Quand les influenceurs versent dans le mysticisme

Connue pour ses sketchs humoristiques, la YouTubeuse Andy raconte (Nadège Dabrowski de son vrai nom) a publié une vidéo où elle dévoile sa récente conversion spirituelle. Un coming-out évangélique qui est loin de faire l’unanimité.

Nadège Dabrowski, plus connue sous le nom d’ « Andy Raconte » a été actrice, mannequin, et a occupé les premières marches du podium dans la catégorie « femme qui ose faire de l’humour sur Internet à une époque où seuls les hommes avaient le droit de le faire ». Sa dernière vidéo marque un tournant. Sous le titre « Séparation, maison hantée, occultisme… et Dieu », Andy se livre, face caméra, sans tabou à son million d’abonnés. De son enfance dans un foyer athée, à sa première « manifestation » avec « l’autre monde », en passant par son divorce et sa récente conversion spirituelle. Elle dit avoir trouvé la paix intérieure en se rendant dans une église évangélique. De quoi faire tiquer un bon nombre d’internautes qui voit, dans son parcours, la victime idéale des discours trompeurs de dérives sectaires. Il faut dire que la jeune femme coche toutes les cases. Attirée depuis toujours par « le dark », elle a souvent fait appel à « un guérisseur spirituel », suite à un mariage raté ou des maux de ventre notamment. Puis elle est tombé sur le TikTok d’un certain David-Antoine, un influenceur évangélique. Elle dit alors « avoir eu l’impression d’être rentrée dans un monde qu’on nous a caché ! On est vraiment endormis, on croit que ça n’existe pas ! Et c’est pour ça qu’on en fait des films, pour qu’on nous fasse croire que ça n’existe pas ».

Ces propos ont agacé sa communauté mais n’étonne pas l’Unadfi. « Elle a le parcours classique d’une victime : on passe du malheur à la spiritualité, à Jésus qui vous aime, Jésus qui vous guérit. » La communauté rejointe par Andy est d’ailleurs, sans surprise, dans le viseur de l’association : « Le but premier des évangéliques, c’est d’évangéliser.
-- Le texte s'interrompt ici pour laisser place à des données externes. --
//! Job creation handler.

use crate::auth::AdminClaims;
use crate::handlers::job_error_response;
use crate::models::{ApiResponse, CreateJobRequest, JobDto};
use actix_web::{post, web, HttpResponse, Responder};
use cinecms_commons::{JobScheduleType, JobType};
use cinecms_core::AppContext;
use cinecms_jobs::NewJob;
use std::str::FromStr;
use std::sync::Arc;

/// POST /api/jobs - Create a job
#[post("/jobs")]
pub async fn create_job(
    claims: AdminClaims,
    body: web::Json<CreateJobRequest>,
    context: web::Data<Arc<AppContext>>,
) -> impl Responder {
    let request = body.into_inner();

    let mut errors = Vec::new();
    let job_type = match JobType::from_str(&request.job_type) {
        Ok(job_type) => Some(job_type),
        Err(message) => {
            errors.push(message);
            None
        }
    };
    let schedule_type = match JobScheduleType::from_str(&request.schedule_type) {
        Ok(schedule_type) => Some(schedule_type),
        Err(message) => {
            errors.push(message);
            None
        }
    };
    let (Some(job_type), Some(schedule_type)) = (job_type, schedule_type) else {
        return HttpResponse::BadRequest()
            .json(ApiResponse::<()>::error_with_details("Validation failed", errors));
    };

    let input = NewJob {
        name: request.name,
        description: request.description,
        job_type,
        schedule_type,
        cron_expression: request.cron_expression,
        parameters: request.parameters,
        start_immediately: request.start_immediately,
    };

    match context.jobs().create(input, claims.actor()) {
        Ok(job) => HttpResponse::Ok().json(ApiResponse::success(JobDto::from(job))),
        Err(e) => job_error_response(e),
    }
}
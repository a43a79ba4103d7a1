//! Feature-flag endpoints.

use crate::auth::AdminClaims;
use crate::handlers::content_error_response;
use crate::models::{ApiResponse, FeatureFlagDto, SetFeatureFlagRequest};
use actix_web::{get, put, web, HttpResponse, Responder};
use cinecms_core::AppContext;
use std::sync::Arc;

/// GET /api/feature-flags - List every flag
#[get("/feature-flags")]
pub async fn list_flags(context: web::Data<Arc<AppContext>>) -> impl Responder {
    match context.flags().list() {
        Ok(flags) => {
            let dtos: Vec<FeatureFlagDto> = flags.into_iter().map(FeatureFlagDto::from).collect();
            HttpResponse::Ok().json(ApiResponse::success(dtos))
        }
        Err(e) => content_error_response(e),
    }
}

/// GET /api/feature-flags/{key} - Fetch one flag (cached)
#[get("/feature-flags/{key}")]
pub async fn get_flag(
    path: web::Path<String>,
    context: web::Data<Arc<AppContext>>,
) -> impl Responder {
    match context.flags().get(&path.into_inner()) {
        Ok(flag) => HttpResponse::Ok().json(ApiResponse::success(FeatureFlagDto::from(flag))),
        Err(e) => content_error_response(e),
    }
}

/// PUT /api/feature-flags/{key} - Create or update a flag
#[put("/feature-flags/{key}")]
pub async fn set_flag(
    _claims: AdminClaims,
    path: web::Path<String>,
    body: web::Json<SetFeatureFlagRequest>,
    context: web::Data<Arc<AppContext>>,
) -> impl Responder {
    let key = path.into_inner();
    let request = body.into_inner();

    match context.flags().set(
        &key,
        request.name,
        request.description,
        request.is_enabled,
        request.audience_percentage,
    ) {
        Ok(flag) => HttpResponse::Ok().json(ApiResponse::success(FeatureFlagDto::from(flag))),
        Err(e) => content_error_response(e),
    }
}
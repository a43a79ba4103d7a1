//! Generic pagination container for list endpoints.

use serde::{Deserialize, Serialize};

/// A page of results together with paging metadata.
///
/// `page_number` is 1-based. `total_pages` is derived from `total_count`
/// and `page_size` at construction time.
#[derive(Debug, Clone, Serialize, Deserialize, PartialEq)]
#[serde(rename_all = "camelCase")]
pub struct PaginatedList<T> {
    pub items: Vec<T>,
    pub page_number: usize,
    pub page_size: usize,
    pub total_count: usize,
    pub total_pages: usize,
}

impl<T> PaginatedList<T> {
    /// Creates a paginated list from the current page of items and the
    /// total item count across all pages.
    pub fn new(items: Vec<T>, total_count: usize, page_number: usize, page_size: usize) -> Self {
        let page_number = page_number.max(1);
        let page_size = page_size.max(1);
        let total_pages = total_count.div_ceil(page_size);
        Self {
            items,
            page_number,
            page_size,
            total_count,
            total_pages,
        }
    }

    /// Slices a full result set into one page.
    pub fn from_full(all: Vec<T>, page_number: usize, page_size: usize) -> Self {
        let page_number = page_number.max(1);
        let page_size = page_size.max(1);
        let total_count = all.len();
        let items: Vec<T> = all
            .into_iter()
            .skip((page_number - 1) * page_size)
            .take(page_size)
            .collect();
        Self::new(items, total_count, page_number, page_size)
    }

    pub fn has_previous_page(&self) -> bool {
        self.page_number > 1
    }

    pub fn has_next_page(&self) -> bool {
        self.page_number < self.total_pages
    }

    /// Maps the items, keeping the paging metadata.
    pub fn map<U, F: FnMut(T) -> U>(self, f: F) -> PaginatedList<U> {
        PaginatedList {
            items: self.items.into_iter().map(f).collect(),
            page_number: self.page_number,
            page_size: self.page_size,
            total_count: self.total_count,
            total_pages: self.total_pages,
        }
    }
}

#[cfg(test)]
mod tests {
    use super::*;

    #[test]
    fn from_full_slices_pages() {
        let list = PaginatedList::from_full((1..=25).collect::<Vec<i32>>(), 2, 10);
        assert_eq!(list.items, (11..=20).collect::<Vec<i32>>());
        assert_eq!(list.total_count, 25);
        assert_eq!(list.total_pages, 3);
        assert!(list.has_previous_page());
        assert!(list.has_next_page());
    }

    #[test]
    fn last_page_is_partial() {
        let list = PaginatedList::from_full((1..=25).collect::<Vec<i32>>(), 3, 10);
        assert_eq!(list.items.len(), 5);
        assert!(!list.has_next_page());
    }

    #[test]
    fn page_number_clamped_to_one() {
        let list = PaginatedList::from_full(vec![1, 2, 3], 0, 10);
        assert_eq!(list.page_number, 1);
        assert_eq!(list.items.len(), 3);
    }
}
//! Job listing handler.

use crate::handlers::job_error_response;
use crate::models::{ApiResponse, JobDto, JobListParams};
use actix_web::{get, web, HttpResponse, Responder};
use cinecms_commons::{JobFilter, JobStatus};
use cinecms_core::AppContext;
use std::str::FromStr;
use std::sync::Arc;

/// GET /api/jobs?status= - List jobs, newest first
#[get("/jobs")]
pub async fn list_jobs(
    query: web::Query<JobListParams>,
    context: web::Data<Arc<AppContext>>,
) -> impl Responder {
    let status = match query.status.as_deref() {
        Some(raw) => match JobStatus::from_str(raw) {
            Ok(status) => Some(status),
            Err(message) => {
                return HttpResponse::BadRequest().json(ApiResponse::<()>::error_with_details(
                    "Validation failed",
                    vec![message],
                ));
            }
        },
        None => None,
    };

    let filter = JobFilter {
        status,
        ..Default::default()
    };

    match context.jobs().list(&filter) {
        Ok(jobs) => {
            let dtos: Vec<JobDto> = jobs.into_iter().map(JobDto::from).collect();
            HttpResponse::Ok().json(ApiResponse::success(dtos))
        }
        Err(e) => job_error_response(e),
    }
}
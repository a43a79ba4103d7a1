use thiserror::Error;

/// Errors that can occur in the job system.
#[derive(Error, Debug)]
pub enum JobError {
    #[error("Validation failed: {0}")]
    Validation(String),

    #[error("Not found: {0}")]
    NotFound(String),

    /// Illegal transition: starting or cancelling a Running job.
    #[error("Invalid state: {0}")]
    InvalidState(String),

    #[error("Unknown job type: {0}")]
    UnknownJobType(String),

    #[error("Cron error: {0}")]
    Cron(String),

    /// Executor failure; recorded on the job, never aborts the tick.
    #[error("Execution failed: {0}")]
    Execution(String),

    #[error("Storage error: {0}")]
    Storage(String),
}

impl From<cinecms_store::StorageError> for JobError {
    fn from(err: cinecms_store::StorageError) -> Self {
        JobError::Storage(err.to_string())
    }
}

impl From<cinecms_content::ContentError> for JobError {
    fn from(err: cinecms_content::ContentError) -> Self {
        JobError::Execution(err.to_string())
    }
}

/// Result type for job operations.
pub type Result<T> = std::result::Result<T, JobError>;
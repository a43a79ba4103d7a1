//! Page deletion handler.

use crate::auth::AdminClaims;
use crate::handlers::content_error_response;
use crate::models::ApiResponse;
use actix_web::{delete, web, HttpResponse, Responder};
use cinecms_commons::PageId;
use cinecms_core::AppContext;
use std::sync::Arc;

/// DELETE /api/pages/{id} - Soft-delete a page
///
/// The row is flagged deleted, never removed; its slug and link target
/// become reusable immediately.
#[delete("/pages/{id}")]
pub async fn delete_page(
    claims: AdminClaims,
    path: web::Path<String>,
    context: web::Data<Arc<AppContext>>,
) -> impl Responder {
    let id = PageId::new(path.into_inner());

    match context.pages().delete(&id, claims.actor()) {
        Ok(()) => HttpResponse::Ok().json(ApiResponse::success_with_message((), "Page deleted")),
        Err(e) => content_error_response(e),
    }
}
//! Feature flags with cached reads.

use crate::cache::ContentCache;
use crate::error::{ContentError, Result};
use cinecms_commons::{now_millis, FeatureFlag};
use cinecms_store::{EntityStore, StorageBackend};
use std::sync::Arc;
use std::time::Duration;

pub const FLAGS_PARTITION: &str = "feature_flags";

const FLAG_CACHE_KEY: &str = "flag:";
const FLAG_CACHE_TTL: Duration = Duration::from_secs(300);

struct FlagsStore {
    backend: Arc<dyn StorageBackend>,
}

impl EntityStore<String, FeatureFlag> for FlagsStore {
    fn backend(&self) -> &Arc<dyn StorageBackend> {
        &self.backend
    }

    fn partition(&self) -> &str {
        FLAGS_PARTITION
    }
}

pub struct FeatureFlagService {
    store: FlagsStore,
    cache: Arc<dyn ContentCache>,
}

impl FeatureFlagService {
    pub fn new(backend: Arc<dyn StorageBackend>, cache: Arc<dyn ContentCache>) -> Self {
        let _ = backend.create_partition(&cinecms_store::Partition::new(FLAGS_PARTITION));
        Self {
            store: FlagsStore { backend },
            cache,
        }
    }

    pub fn list(&self) -> Result<Vec<FeatureFlag>> {
        let mut flags: Vec<FeatureFlag> = self
            .store
            .scan_all(None)?
            .into_iter()
            .map(|(_, flag)| flag)
            .collect();
        flags.sort_by(|a, b| a.key.cmp(&b.key));
        Ok(flags)
    }

    /// Read-through cached flag lookup.
    pub fn get(&self, key: &str) -> Result<FeatureFlag> {
        let cache_key = format!("{}{}", FLAG_CACHE_KEY, key);
        if let Some(cached) = self.cache.get(&cache_key) {
            if let Ok(flag) = serde_json::from_str::<FeatureFlag>(&cached) {
                return Ok(flag);
            }
            self.cache.remove(&cache_key);
        }

        let flag = self
            .store
            .get(&key.to_string())?
            .ok_or_else(|| ContentError::not_found(format!("Feature flag not found: {}", key)))?;

        if let Ok(json) = serde_json::to_string(&flag) {
            self.cache.set(&cache_key, json, FLAG_CACHE_TTL);
        }
        Ok(flag)
    }

    /// Creates or updates a flag; the cached entry is evicted so the next
    /// read sees the new value.
    pub fn set(
        &self,
        key: &str,
        name: String,
        description: Option<String>,
        is_enabled: bool,
        audience_percentage: u8,
    ) -> Result<FeatureFlag> {
        if key.trim().is_empty() {
            return Err(ContentError::validation("Flag key must not be empty."));
        }
        if audience_percentage > 100 {
            return Err(ContentError::validation(
                "Audience percentage must be between 0 and 100.",
            ));
        }

        let now = now_millis();
        let existing = self.store.get(&key.to_string())?;
        let flag = FeatureFlag {
            key: key.to_string(),
            name,
            description,
            is_enabled,
            audience_percentage,
            created_at: existing.as_ref().map(|f| f.created_at).unwrap_or(now),
            updated_at: existing.is_some().then_some(now),
        };

        self.store.put(&key.to_string(), &flag)?;
        self.cache.remove(&format!("{}{}", FLAG_CACHE_KEY, key));
        log::info!("Feature flag '{}' set (enabled={})", key, is_enabled);
        Ok(flag)
    }

    /// Whether a flag is fully on (enabled for the whole audience).
    pub fn is_enabled(&self, key: &str) -> bool {
        self.get(key)
            .map(|f| f.is_enabled && f.audience_percentage == 100)
            .unwrap_or(false)
    }
}
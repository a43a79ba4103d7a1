//! Page storage and lifecycle.

mod page_service;
mod pages_store;

pub use page_service::{ListPagesQuery, NewPage, PageService, UpdatePage};
pub use pages_store::{
    PagesStore, PAGES_DRAFT_INDEX, PAGES_LINK_TARGET_INDEX, PAGES_PARTITION, PAGES_SLUG_INDEX,
};
//! Type-safe wrapper for page identifiers.

use crate::storage_key::StorageKey;
use serde::{Deserialize, Serialize};
use std::fmt;

/// Identifier of a `Page` row.
///
/// A lineage (one published page plus its pending draft) is identified by
/// the published row's `PageId`; the draft carries it in
/// `original_page_id`.
#[derive(Debug, Clone, PartialEq, Eq, Hash, Serialize, Deserialize)]
pub struct PageId(String);

impl PageId {
    pub fn new(id: impl Into<String>) -> Self {
        Self(id.into())
    }

    /// Generates a new unique id (21 URL-safe NanoID characters).
    pub fn generate() -> Self {
        Self(nanoid::nanoid!())
    }

    pub fn as_str(&self) -> &str {
        &self.0
    }

    pub fn as_bytes(&self) -> &[u8] {
        self.0.as_bytes()
    }

    pub fn into_string(self) -> String {
        self.0
    }
}

impl fmt::Display for PageId {
    fn fmt(&self, f: &mut fmt::Formatter<'_>) -> fmt::Result {
        write!(f, "{}", self.0)
    }
}

impl From<&str> for PageId {
    fn from(s: &str) -> Self {
        Self(s.to_string())
    }
}

impl From<String> for PageId {
    fn from(s: String) -> Self {
        Self(s)
    }
}

impl StorageKey for PageId {
    fn storage_key(&self) -> Vec<u8> {
        self.0.as_bytes().to_vec()
    }

    fn from_storage_key(bytes: &[u8]) -> Result<Self, String> {
        String::from_utf8(bytes.to_vec())
            .map(Self)
            .map_err(|e| format!("Invalid UTF-8 in PageId: {}", e))
    }
}
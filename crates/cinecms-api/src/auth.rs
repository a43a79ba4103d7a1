//! Admin authentication extractor.
//!
//! Identity management lives outside this service; requests carry a
//! bearer token checked against the configured admin token, plus an
//! optional `X-User-Id` header naming the acting user for audit fields.
//! Handlers that mutate state take [`AdminClaims`] as a parameter;
//! extraction failure short-circuits the request with a 401 envelope.

use crate::models::ApiResponse;
use actix_web::http::header;
use actix_web::{dev::Payload, web, FromRequest, HttpRequest, HttpResponse, ResponseError};
use cinecms_commons::UserId;
use cinecms_core::AppContext;
use futures_util::future::{ready, Ready};
use std::fmt;
use std::sync::Arc;

/// Claims of an authenticated admin request.
#[derive(Debug, Clone)]
pub struct AdminClaims {
    /// Acting user from `X-User-Id`, when supplied.
    pub user_id: Option<UserId>,
}

impl AdminClaims {
    pub fn actor(&self) -> Option<UserId> {
        self.user_id.clone()
    }
}

#[derive(Debug)]
pub struct Unauthorized(&'static str);

impl fmt::Display for Unauthorized {
    fn fmt(&self, f: &mut fmt::Formatter<'_>) -> fmt::Result {
        write!(f, "{}", self.0)
    }
}

impl ResponseError for Unauthorized {
    fn error_response(&self) -> HttpResponse {
        HttpResponse::Unauthorized().json(ApiResponse::<()>::error(self.0))
    }
}

impl FromRequest for AdminClaims {
    type Error = Unauthorized;
    type Future = Ready<Result<Self, Self::Error>>;

    fn from_request(req: &HttpRequest, _payload: &mut Payload) -> Self::Future {
        ready(extract_claims(req))
    }
}

fn extract_claims(req: &HttpRequest) -> Result<AdminClaims, Unauthorized> {
    let context = req
        .app_data::<web::Data<Arc<AppContext>>>()
        .ok_or(Unauthorized("Server misconfigured"))?;

    let expected = &context.config().security.admin_token;
    if expected.is_empty() {
        log::warn!("Rejecting admin request: no admin token configured");
        return Err(Unauthorized("Admin endpoints are disabled"));
    }

    let supplied = req
        .headers()
        .get(header::AUTHORIZATION)
        .and_then(|value| value.to_str().ok())
        .and_then(|value| value.strip_prefix("Bearer "));

    match supplied {
        Some(token) if token == expected => {
            let user_id = req
                .headers()
                .get("X-User-Id")
                .and_then(|value| value.to_str().ok())
                .filter(|id| !id.is_empty())
                .map(UserId::new);
            Ok(AdminClaims { user_id })
        }
        Some(_) => Err(Unauthorized("Invalid admin token")),
        None => Err(Unauthorized("Missing bearer token")),
    }
}
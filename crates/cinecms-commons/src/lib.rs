//! # cinecms-commons
//!
//! Shared types for CineCMS: typed identifiers, entity models, status
//! enums, the `StorageKey` trait, and pagination helpers.
//!
//! This crate is dependency-light on purpose so every other crate in the
//! workspace can use these types without pulling in storage or web
//! dependencies.

pub mod models;
pub mod pagination;
pub mod storage_key;

pub use models::ids::{JobId, MovieId, PageId, UserId};
pub use models::{
    FeatureFlag, Genre, Job, JobFilter, JobScheduleType, JobStatus, JobType, Movie, Page,
    PageComponent, PageStatus,
};
pub use pagination::PaginatedList;
pub use storage_key::StorageKey;

/// Current Unix timestamp in milliseconds.
pub fn now_millis() -> i64 {
    chrono::Utc::now().timestamp_millis()
}
impl PageService {
    pub fn new(
        backend: Arc<dyn StorageBackend>,
        cache: Arc<dyn ContentCache>,
        cache_ttl: Duration,
    ) -> Self {
        Self {
            store: PagesStore::new(backend),
            cache,
            cache_ttl,
        }
    }

    /// Creates a new page in Draft status.
    pub fn create(&self, input: NewPage, actor: Option<UserId>) -> Result<Page> {
        let mut errors = validation::validate_page_fields(
            &input.title,
            input.seo_title.as_deref(),
            input.meta_description.as_deref(),
            &input.slug,
            &input.link_target,
            &input.components,
        );
        self.check_uniqueness(&input.slug, &input.link_target, None, &mut errors)?;
        if !errors.is_empty() {
            return Err(ContentError::Validation(errors));
        }

        let now = now_millis();
        let page = Page {
            id: PageId::generate(),
            title: input.title,
            seo_title: input.seo_title,
            meta_description: input.meta_description,
            slug: input.slug,
            link_target: input.link_target,
            status: PageStatus::Draft,
            components: input.components,
            version: 1,
            is_published: false,
            original_page_id: None,
            published_at: None,
            published_by: None,
            created_at: now,
            created_by: actor,
            updated_at: None,
            updated_by: None,
            is_deleted: false,
            deleted_at: None,
        };

        self.store.insert(&page)?;
        log::info!("Created page {} (slug '{}')", page.id, page.slug);
        Ok(page)
    }

    /// Updates a page.
    ///
    /// Editing a published page never touches that row: the changes land on
    /// the lineage's pending draft, which is created here on first edit.
    /// Editing a draft mutates it in place.
    pub fn update(&self, id: &PageId, input: UpdatePage, actor: Option<UserId>) -> Result<Page> {
        let page = self
            .store
            .get_live(id)?
            .ok_or_else(|| ContentError::not_found(format!("Page not found: {}", id)))?;

        let mut errors = validation::validate_page_fields(
            &input.title,
            input.seo_title.as_deref(),
            input.meta_description.as_deref(),
            &input.slug,
            &input.link_target,
            &input.components,
        );
        self.check_uniqueness(
            &input.slug,
            &input.link_target,
            Some(page.lineage_id()),
            &mut errors,
        )?;
        if !errors.is_empty() {
            return Err(ContentError::Validation(errors));
        }

        let now = now_millis();

        if page.is_published {
            // Copy-on-write: changes go onto the lineage's pending draft.
            if let Some(draft_id) = self.store.find_draft_of(&page.id)? {
                let draft = self.store.get_live(&draft_id)?.ok_or_else(|| {
                    ContentError::Storage(format!("Draft index points at missing row {}", draft_id))
                })?;
                let updated = apply_update(draft.clone(), input, now, actor);
                self.store.update(&draft, &updated)?;
                return Ok(updated);
            }

            let draft = Page {
                id: PageId::generate(),
                title: input.title,
                seo_title: input.seo_title,
                meta_description: input.meta_description,
                slug: input.slug,
                link_target: input.link_target,
                status: PageStatus::Draft,
                components: input.components,
                version: page.version + 1,
                is_published: false,
                original_page_id: Some(page.id.clone()),
                published_at: None,
                published_by: None,
                created_at: now,
                created_by: actor,
                updated_at: None,
                updated_by: None,
                is_deleted: false,
                deleted_at: None,
            };
            self.store.insert(&draft)?;
            log::info!("Created draft {} for published page {}", draft.id, page.id);
            return Ok(draft);
        }

        let updated = apply_update(page.clone(), input, now, actor);
        self.store.update(&page, &updated)?;
        Ok(updated)
    }

    /// Publishes a draft.
    ///
    /// A draft with an original page is absorbed into it: fields and
    /// version are copied over, the original goes live, and the draft row
    /// is removed. A standalone draft goes live in place.
    pub fn publish(&self, id: &PageId, actor: Option<UserId>) -> Result<Page> {
        let page = self
            .store
            .get_live(id)?
            .ok_or_else(|| ContentError::not_found(format!("Page not found: {}", id)))?;

        if page.status != PageStatus::Draft {
            return Err(ContentError::InvalidState(
                "Only draft pages can be published.".to_string(),
            ));
        }

        let now = now_millis();

        if let Some(original_id) = page.original_page_id.clone() {
            let original = self.store.get_live(&original_id)?.ok_or_else(|| {
                ContentError::not_found(format!("Original page not found: {}", original_id))
            })?;

            // Remove the draft first so its shared index entries never
            // shadow the original's updated ones.
            self.store.remove(&page)?;

            let mut published = original.clone();
            published.title = page.title;
            published.seo_title = page.seo_title;
            published.meta_description = page.meta_description;
            published.slug = page.slug;
            published.link_target = page.link_target;
            published.components = page.components;
            published.version = page.version;
            published = published.publish_in_place(now, actor);

            self.store.update(&original, &published)?;
            log::info!(
                "Published draft {} onto page {} (v{})",
                id,
                published.id,
                published.version
            );
            return Ok(published);
        }

        let published = page.clone().publish_in_place(now, actor);
        self.store.update(&page, &published)?;
        log::info!("Published page {} (v{})", published.id, published.version);
        Ok(published)
    }

    /// Looks up a page by slug.
    ///
    /// Published lookups go through the cache; draft lookups always hit
    /// the store and prefer the lineage's pending draft when one exists.
    pub fn get_by_slug(&self, slug: &str, include_drafts: bool) -> Result<Page> {
        let cache_key = format!("{}{}", SLUG_CACHE_KEY, slug);
        self.lookup(
            &cache_key,
            include_drafts,
            || self.store.find_ids_by_slug(slug),
            |page| page.slug == slug,
            || format!("Page not found for slug: {}", slug),
        )
    }

    /// Looks up a page by link target. Same caching rules as
    /// [`Self::get_by_slug`].
    pub fn get_by_link_target(&self, link_target: &str, include_drafts: bool) -> Result<Page> {
        let cache_key = format!("{}{}", LINK_TARGET_CACHE_KEY, link_target);
        self.lookup(
            &cache_key,
            include_drafts,
            || self.store.find_ids_by_link_target(link_target),
            |page| page.link_target == link_target,
            || format!("Page not found for link target: {}", link_target),
        )
    }

    fn lookup<F, M, N>(
        &self,
        cache_key: &str,
        include_drafts: bool,
        find_ids: F,
        matches: M,
        not_found: N,
    ) -> Result<Page>
    where
        F: Fn() -> Result<Vec<PageId>>,
        M: Fn(&Page) -> bool,
        N: Fn() -> String,
    {
        if !include_drafts {
            if let Some(cached) = self.cache.get(cache_key) {
                match serde_json::from_str::<Page>(&cached) {
                    Ok(page) => return Ok(page),
                    Err(e) => {
                        log::warn!("Dropping undecodable cache entry {}: {}", cache_key, e);
                        self.cache.remove(cache_key);
                    }
                }
            }
        }

        let mut candidates: Vec<Page> = Vec::new();
        for id in find_ids()? {
            if let Some(page) = self.store.get_live(&id)? {
                if matches(&page) {
                    candidates.push(page);
                }
            }
        }

        let page = if include_drafts {
            // Prefer the pending draft: that is the version an editor
            // previewing unpublished changes wants to see.
            candidates
                .iter()
                .find(|p| p.original_page_id.is_some())
                .or_else(|| candidates.first())
                .cloned()
        } else {
            candidates.into_iter().find(|p| p.status == PageStatus::Published)
        };

        let page = page.ok_or_else(|| ContentError::not_found(not_found()))?;

        if !include_drafts && page.status == PageStatus::Published {
            match serde_json::to_string(&page) {
                Ok(json) => self.cache.set(cache_key, json, self.cache_ttl),
                Err(e) => log::warn!("Failed to cache page {}: {}", page.id, e),
            }
        }

        Ok(page)
    }

    /// Paginated page listing with search and status filters.
    ///
    /// Published rows sort first, then alphabetically by title.
    pub fn list(&self, query: ListPagesQuery) -> Result<PaginatedList<Page>> {
        let page_number = query.page_number.max(1);
        let page_size = query.page_size.clamp(1, 100);

        let mut pages = self.store.scan_live()?;

        if !query.include_drafts {
            pages.retain(|p| p.status == PageStatus::Published);
        }
        if let Some(status) = query.status {
            pages.retain(|p| p.status == status);
        }
        if let Some(term) = query
            .search_term
            .as_deref()
            .map(str::trim)
            .filter(|t| !t.is_empty())
        {
            let term = term.to_lowercase();
            pages.retain(|p| {
                p.title.to_lowercase().contains(&term)
                    || p.seo_title
                        .as_deref()
                        .is_some_and(|s| s.to_lowercase().contains(&term))
                    || p.slug.to_lowercase().contains(&term)
                    || p.link_target.to_lowercase().contains(&term)
            });
        }

        pages.sort_by(|a, b| {
            let a_key = (a.status != PageStatus::Published, a.title.to_lowercase());
            let b_key = (b.status != PageStatus::Published, b.title.to_lowercase());
            a_key.cmp(&b_key)
        });

        Ok(PaginatedList::from_full(pages, page_number, page_size))
    }

    /// Soft-deletes a page, freeing its slug and link target for reuse.
    pub fn delete(&self, id: &PageId, actor: Option<UserId>) -> Result<()> {
        let page = self
            .store
            .get_live(id)?
            .ok_or_else(|| ContentError::not_found(format!("Page not found: {}", id)))?;

        let deleted = page.clone().soft_delete(now_millis(), actor);
        self.store.update(&page, &deleted)?;
        log::info!("Soft-deleted page {}", id);
        Ok(())
    }

    /// Every published page, for the sitemap and search-index executors.
    pub fn published_pages(&self) -> Result<Vec<Page>> {
        let mut pages = self.store.scan_live()?;
        pages.retain(|p| p.status == PageStatus::Published);
        Ok(pages)
    }

    /// Checks that `slug` and `link_target` are unused by any non-deleted
    /// page outside `exclude_lineage`, appending a message per conflict.
    fn check_uniqueness(
        &self,
        slug: &str,
        link_target: &str,
        exclude_lineage: Option<&PageId>,
        errors: &mut Vec<String>,
    ) -> Result<()> {
        if self.has_conflict(self.store.find_ids_by_slug(slug)?, exclude_lineage)? {
            errors.push("A page with this slug already exists.".to_string());
        }
        if self.has_conflict(
            self.store.find_ids_by_link_target(link_target)?,
            exclude_lineage,
        )? {
            errors.push("A page with this link target already exists.".to_string());
        }
        Ok(())
    }

    fn has_conflict(&self, ids: Vec<PageId>, exclude_lineage: Option<&PageId>) -> Result<bool> {
        for id in ids {
            if let Some(page) = self.store.get_live(&id)? {
                let same_lineage = exclude_lineage.is_some_and(|l| page.lineage_id() == l);
                if !same_lineage {
                    return Ok(true);
                }
            }
        }
        Ok(false)
    }
}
Ils sont convaincus qu’il faut partager la bonne nouvelle de l’Évangile. Le mouvement a évolué depuis quelques années et se rapproche désormais de ce qui se fait aux États-Unis, on parle de réveil, du baptême qui nous fait renaître ». 

Pour l’Unadfi, il existe deux risques particulièrement importants au mouvement évangélique : la théologie de la prospérité et la guérison. « La théologie de la prospérité consiste à dire que plus l’on donne, plus l’on reçoit en retour. Il y a un appel aux dons permanent parmi les fidèles où on va leur promettre en retour la bénédiction. L’autre aspect inquiétant concerne la guérison. On promet aux fidèles d’aller mieux grâce à l’amour de Dieu ou par des gestes symboliques, comme le pasteur qui vient apposer ses mains sur un membre. Alors certes, être dans une communauté et entouré de gens chaleureux peut aider à se sentir bien mais ça ne soigne pas tout, il faut être vigilant et s’assurer que les gens ne se détournent pas de potentiels traitements médicaux ».

Pour l’heure, Andy n’a pas appelé directement ses abonnés à faire partie « de l’armée de Jésus » comme elle s’en félicite sur TikTok. Mais elle en fait la publicité. Et elle n’est pas la seule sur les réseaux sociaux.